Gabrielle Larouche, Déraciné, 2025, recycled fabrics, foam padding, wood, wire, and acrylic paint, approx. 27" x 76" x 10"
Becoming is rarely straightforward and often works in cycles, like a refrain that returns throughout an unfamiliar song. It requires intuition and confidence. These three works, while approaching different topics, utilize artmaking to extend a slippery moment in time where one approaches discomfort, often lost to memory or suppressed in favour of the outcome. Process is malleable and personal; its varied shapes are expressed within these works and in doing so are quiet but poignant assertions of self-fashioning. Larouche’s work presents a meditation on emotional states, ruminating and changing within Déraciné. Mathews externalizes an embodied and personal process, exploring what it means to suspend deconstruction and generation in a single moment. Whereas Repei grapples with what it means to live alongside discomfort and the ever-present emotional and physical labour of that growing into oneself. Each work attends to a state of living, ongoing and unfinished, a vulnerable thing to expose. These works are aspects of ongoing conversations, relationships, and battles. They are a generous foundation for further exploration.
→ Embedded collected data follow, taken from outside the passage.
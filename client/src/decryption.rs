//! User decryption: short-lived grants signed by the owner, redeemed at the oracle.
//!
//! Every batch mints a fresh [EphemeralKeypair]. The owner's durable [Credential] signs the grant
//! before anything is sent, and the keypair is dropped when the attempt ends, so a retry always
//! carries a new grant.

use crate::{
    client::{error_from_response, parse_http_url},
    Error, Result, RetryPolicy,
};
use commonware_math::algebra::Random;
use commonware_cryptography::{
    ed25519::{PrivateKey, PublicKey, Signature},
    Signer,
};
use encwars_types::{
    Address, DecryptionRequest, DecryptionResponse, ErrorKind, ErrorResponse, GrantPayload, Handle,
    Instruction, Transaction, CODE_GRANT_EXPIRED, MAX_DECRYPTION_HANDLES,
};
use rand::rngs::OsRng;
use reqwest::StatusCode;
use std::{
    collections::{BTreeMap, BTreeSet},
    fmt,
    future::Future,
    time::{Duration, SystemTime, UNIX_EPOCH},
};
use tracing::{debug, warn};
use url::Url;

/// Default bound on one oracle round-trip.
pub const DEFAULT_ORACLE_TIMEOUT: Duration = Duration::from_secs(5);

/// Owner's durable signing credential.
///
/// Signing may suspend (e.g. a wallet prompt). Implementations return
/// [Error::SignerUnavailable] when no signature can be produced.
pub trait Credential: Send + Sync {
    fn public_key(&self) -> PublicKey;

    fn sign_transaction(
        &self,
        nonce: u64,
        instruction: Instruction,
    ) -> impl Future<Output = Result<Transaction>> + Send;

    fn sign_grant(&self, payload: &GrantPayload) -> impl Future<Output = Result<Signature>> + Send;
}

/// Credential backed by an in-process private key.
pub struct LocalCredential {
    private: PrivateKey,
    public: PublicKey,
}

impl LocalCredential {
    pub fn new(private: PrivateKey) -> Self {
        let public = private.public_key();
        Self { private, public }
    }
}

impl fmt::Debug for LocalCredential {
    fn fmt(&self, f: &mut fmt::Formatter<'_>) -> fmt::Result {
        f.debug_struct("LocalCredential")
            .field("public", &self.public)
            .finish_non_exhaustive()
    }
}

impl Credential for LocalCredential {
    fn public_key(&self) -> PublicKey {
        self.public.clone()
    }

    async fn sign_transaction(&self, nonce: u64, instruction: Instruction) -> Result<Transaction> {
        Ok(Transaction::sign(&self.private, nonce, instruction))
    }

    async fn sign_grant(&self, payload: &GrantPayload) -> Result<Signature> {
        Ok(payload.sign(&self.private))
    }
}

/// Key pair that exists for exactly one decryption attempt.
///
/// The public half only binds the signed grant to this attempt. The oracle answers in cleartext
/// over the transport, so nothing in the response is sealed to this key.
pub struct EphemeralKeypair {
    private: PrivateKey,
}

impl EphemeralKeypair {
    pub fn generate() -> Self {
        Self {
            private: PrivateKey::random(&mut OsRng),
        }
    }

    pub fn public_key(&self) -> PublicKey {
        self.private.public_key()
    }
}

/// Decryption oracle transport.
pub trait Oracle: Send + Sync {
    fn decrypt(
        &self,
        request: &DecryptionRequest,
    ) -> impl Future<Output = Result<DecryptionResponse>> + Send;
}

/// Oracle reached over HTTP (`POST /decrypt`).
#[derive(Clone)]
pub struct HttpOracle {
    url: Url,
    http_client: reqwest::Client,
}

impl HttpOracle {
    pub fn new(base_url: &str) -> Result<Self> {
        let url = parse_http_url(base_url)?.join("decrypt")?;
        Ok(Self {
            url,
            http_client: reqwest::Client::new(),
        })
    }
}

impl Oracle for HttpOracle {
    async fn decrypt(&self, request: &DecryptionRequest) -> Result<DecryptionResponse> {
        let response = self
            .http_client
            .post(self.url.clone())
            .json(request)
            .send()
            .await?;
        match response.status() {
            status if status.is_success() => Ok(response.json().await?),
            StatusCode::SERVICE_UNAVAILABLE => Err(Error::ServiceNotReady),
            StatusCode::FORBIDDEN => {
                let body = response.text().await?;
                match serde_json::from_str::<ErrorResponse>(&body) {
                    Ok(error) if error.code.as_deref() == Some(CODE_GRANT_EXPIRED) => {
                        Err(Error::GrantExpired)
                    }
                    Ok(error) => Err(Error::AuthorizationRejected(error.error)),
                    Err(_) => Err(Error::AuthorizationRejected(body)),
                }
            }
            _ => Err(error_from_response(response).await),
        }
    }
}

/// Outcome of decrypting one handle.
#[derive(Clone, Debug, PartialEq, Eq)]
pub enum Cleartext {
    Decrypted(u64),
    /// The oracle did not answer for this handle (yet).
    Pending,
    /// The oracle answered with something that is not a cleartext integer.
    Failed(String),
}

impl Cleartext {
    pub fn value(&self) -> Option<u64> {
        match self {
            Cleartext::Decrypted(value) => Some(*value),
            _ => None,
        }
    }
}

impl fmt::Display for Cleartext {
    fn fmt(&self, f: &mut fmt::Formatter<'_>) -> fmt::Result {
        match self {
            Cleartext::Decrypted(value) => write!(f, "{value}"),
            Cleartext::Pending => write!(f, "pending"),
            Cleartext::Failed(reason) => write!(f, "failed ({reason})"),
        }
    }
}

fn unix_now() -> u64 {
    SystemTime::now()
        .duration_since(UNIX_EPOCH)
        .map(|elapsed| elapsed.as_secs())
        .unwrap_or(0)
}

/// Runs the user decryption protocol for one owner against one ledger.
pub struct Decryptor<C: Credential, O: Oracle> {
    credential: C,
    oracle: O,
    contract: Address,
    timeout: Duration,
    retry_policy: RetryPolicy,
}

impl<C: Credential, O: Oracle> Decryptor<C, O> {
    pub fn new(credential: C, oracle: O, contract: Address) -> Self {
        Self {
            credential,
            oracle,
            contract,
            timeout: DEFAULT_ORACLE_TIMEOUT,
            retry_policy: RetryPolicy::default(),
        }
    }

    pub fn with_timeout(mut self, timeout: Duration) -> Self {
        self.timeout = timeout;
        self
    }

    pub fn with_retry_policy(mut self, retry_policy: RetryPolicy) -> Self {
        self.retry_policy = retry_policy;
        self
    }

    pub fn credential(&self) -> &C {
        &self.credential
    }

    pub fn contract(&self) -> Address {
        self.contract
    }

    /// Decrypts `handles` with a fresh grant per attempt.
    ///
    /// Sentinel handles are refused before any grant is minted. Handles the oracle does not
    /// answer are reported as [Cleartext::Pending].
    pub async fn request_decryption(
        &self,
        handles: &[Handle],
    ) -> Result<BTreeMap<Handle, Cleartext>> {
        if let Some(handle) = handles.iter().find(|handle| handle.is_empty()) {
            return Err(Error::SentinelHandle(*handle));
        }
        let handles: BTreeSet<Handle> = handles.iter().copied().collect();
        if handles.is_empty() {
            return Ok(BTreeMap::new());
        }
        if handles.len() > MAX_DECRYPTION_HANDLES {
            return Err(Error::Rejected {
                kind: ErrorKind::Validation,
                message: format!(
                    "too many handles: {} (max {MAX_DECRYPTION_HANDLES})",
                    handles.len()
                ),
            });
        }
        let scoped: Vec<(Handle, Address)> = handles
            .iter()
            .map(|handle| (*handle, self.contract))
            .collect();

        let attempts = self.retry_policy.attempts();
        let mut attempt = 0;
        loop {
            attempt += 1;
            match self.attempt(&scoped).await {
                Ok(response) => return Ok(collect(&handles, response)),
                Err(err) if err.is_retryable() && attempt < attempts => {
                    warn!(error = %err, attempt, "decryption attempt failed; retrying");
                    tokio::time::sleep(self.retry_policy.delay(attempt - 1)).await;
                }
                Err(err) => return Err(err),
            }
        }
    }

    async fn attempt(&self, scoped: &[(Handle, Address)]) -> Result<DecryptionResponse> {
        let ephemeral = EphemeralKeypair::generate();
        let payload = GrantPayload::new(ephemeral.public_key(), vec![self.contract], unix_now());
        let signature = self.credential.sign_grant(&payload).await?;
        let request = DecryptionRequest::new(
            scoped,
            &payload,
            &signature,
            &self.credential.public_key(),
        );

        let response = tokio::time::timeout(self.timeout, self.oracle.decrypt(&request))
            .await
            .map_err(|_| Error::ServiceNotReady)?;
        drop(ephemeral);
        response
    }
}

fn collect(handles: &BTreeSet<Handle>, mut response: DecryptionResponse) -> BTreeMap<Handle, Cleartext> {
    let result: BTreeMap<Handle, Cleartext> = handles
        .iter()
        .map(|handle| {
            let cleartext = match response.values.remove(handle) {
                Some(value) => match value.parse::<u64>() {
                    Ok(value) => Cleartext::Decrypted(value),
                    Err(_) => Cleartext::Failed(format!("not an integer: {value}")),
                },
                None => Cleartext::Pending,
            };
            (*handle, cleartext)
        })
        .collect();
    if !response.values.is_empty() {
        debug!(
            extra = response.values.len(),
            "ignoring values for handles that were not requested"
        );
    }
    result
}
[i] Judith Butler, “From Interiority to Gender Performatives,” in Camp: Queer Aesthetics and the Performing Subject: A Reader ed. Fabio Cleto, (University of Michigan Press, 1999). 23.
[ii] Gabrielle Laroche, discussion with the author, Montréal, Canada, October 2025.
[iii] Ibid.
[iv] BFRBs are a group of compulsive behavours, such as skin picking or nail biting that cause damage to the body.
[v] Renée Edmona Mathews, discussion with the author, Montréal, Canada, October 2025.
[vi] Jacs Repei, discussion with the author, Montréal, Canada, October 2025.
[vii] Ibid.
[viii] Ibid.
About the author
Kate Bursey (they/them) is an emerging writer and creative currently based in Tiohtià:ke (Montreal). They enjoy the slippery, sticky aspects of visual culture—the inbetweens and forgotten nooks and crannies where things can germinate unsupervised. Currently, their research interests engage with generative intersections between diasporic and marginalized identities in the arts and food studies. They were a core member of the Ethnocultural Art Histories Research Group from 2022 to 2024, and organized the annual Concordia Undergraduate Art History Journal in 2023. Last spring, they were awarded the Aurora Writing Award for Best Short-Form essay by the Concordia Undergraduate Art History Journal. They also hold an undergraduate degree in Art History from Concordia University.